Problem details » If a line in the data below contains "Option", copy it.

Records supplied »

use std::{
    io::{self, Write},
    pin::Pin,
    sync::Arc,
    task::{Context, Poll},
};

use bytes::Bytes;
use futures_util::{Stream, TryStreamExt};
use http_body_util::BodyExt;
use hyper::body::{Body, Frame};
use parking_lot::Mutex;
use pin_project_lite::pin_project;
use tracing::error;

use crate::{
    body::TakoBody,
    encode::{Encoder, Encoding},
    error::EncodeError,
    types::BoxError,
};

/// Compresses an HTTP body stream with the given encoding.
///
/// # Arguments
///
/// * `body` - The HTTP body stream to compress.
/// * `encoding` - A provisioned encoding; one fresh encoder is created for this body.
///
/// # Returns
///
/// A `TakoBody` containing the compressed stream, or the error raised while
/// constructing the encoder.
pub fn stream_encode<B>(body: B, encoding: &dyn Encoding) -> Result<TakoBody, EncodeError>
where
    B: Body<Data = Bytes, Error = BoxError> + Send + 'static,
{
    let buffer = SharedBuffer::default();
    let encoder = encoding.new_encoder(Box::new(buffer.clone()))?;
    let upstream = body.into_data_stream();
    let stream = EncodeStream::new(upstream, encoder, buffer).map_ok(Frame::data);
    Ok(TakoBody::from_try_stream(stream))
}

/// Sink shared between an encoder and the stream draining its output.
#[derive(Clone, Default)]
pub(crate) struct SharedBuffer(Arc<Mutex<Vec<u8>>>);

impl SharedBuffer {
    fn take(&self) -> Vec<u8> {
        std::mem::take(&mut *self.0.lock())
    }
}

impl Write for SharedBuffer {
    fn write(&mut self, buf: &[u8]) -> io::Result<usize> {
        self.0.lock().extend_from_slice(buf);
        Ok(buf.len())
    }

    fn flush(&mut self) -> io::Result<()> {
        Ok(())
    }
}

pin_project! {
    /// A stream that compresses data with a boxed [`Encoder`].
    ///
    /// Every input chunk is written and flushed, so each chunk produces compressed
    /// output right away. The frame is finished once the inner stream ends.
    pub struct EncodeStream<S> {
        #[pin] inner: S,
        encoder: Option<Box<dyn Encoder>>,
        buffer: SharedBuffer,
        done: bool,
    }
}

impl<S> EncodeStream<S> {
    fn new(stream: S, encoder: Box<dyn Encoder>, buffer: SharedBuffer) -> Self {
        Self {
            inner: stream,
            encoder: Some(encoder),
            buffer,
            done: false,
        }
    }
}

impl<S> Stream for EncodeStream<S>
where
    S: Stream<Item = Result<Bytes, BoxError>>,
{
    type Item = Result<Bytes, io::Error>;

    fn poll_next(self: Pin<&mut Self>, cx: &mut Context<'_>) -> Poll<Option<Self::Item>> {
        let mut this = self.project();

        loop {
            // Emit whatever the encoder produced since the last poll.
            let pending = this.buffer.take();
            if !pending.is_empty() {
                return Poll::Ready(Some(Ok(Bytes::from(pending))));
            }
            if *this.done {
                return Poll::Ready(None);
            }
            match this.inner.as_mut().poll_next(cx) {
                Poll::Ready(Some(Ok(data))) => {
                    let written = match this.encoder.as_mut() {
                        Some(enc) => enc.write_all(&data).and_then(|_| enc.flush()),
                        None => Ok(()),
                    };
                    if let Err(e) = written {
                        error!("encoder write failed: {e}");
                        *this.done = true;
                        this.encoder.take();
                        return Poll::Ready(Some(Err(e)));
                    }
                }
                Poll::Ready(Some(Err(e))) => {
                    *this.done = true;
                    this.encoder.take();
                    return Poll::Ready(Some(Err(io::Error::other(e))));
                }
                // Upstream ended: finish the frame, then drain the tail.
                Poll::Ready(None) => {
                    *this.done = true;
                    if let Some(enc) = this.encoder.take() {
                        if let Err(e) = enc.finish() {
                            error!("encoder finish failed: {e}");
                            return Poll::Ready(Some(Err(e)));
                        }
                    }
                }
                Poll::Pending => return Poll::Pending,
            }
        }
    }
}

Exercise solution »
        encoder: Option<Box<dyn Encoder>>,
    fn poll_next(self: Pin<&mut Self>, cx: &mut Context<'_>) -> Poll<Option<Self::Item>> {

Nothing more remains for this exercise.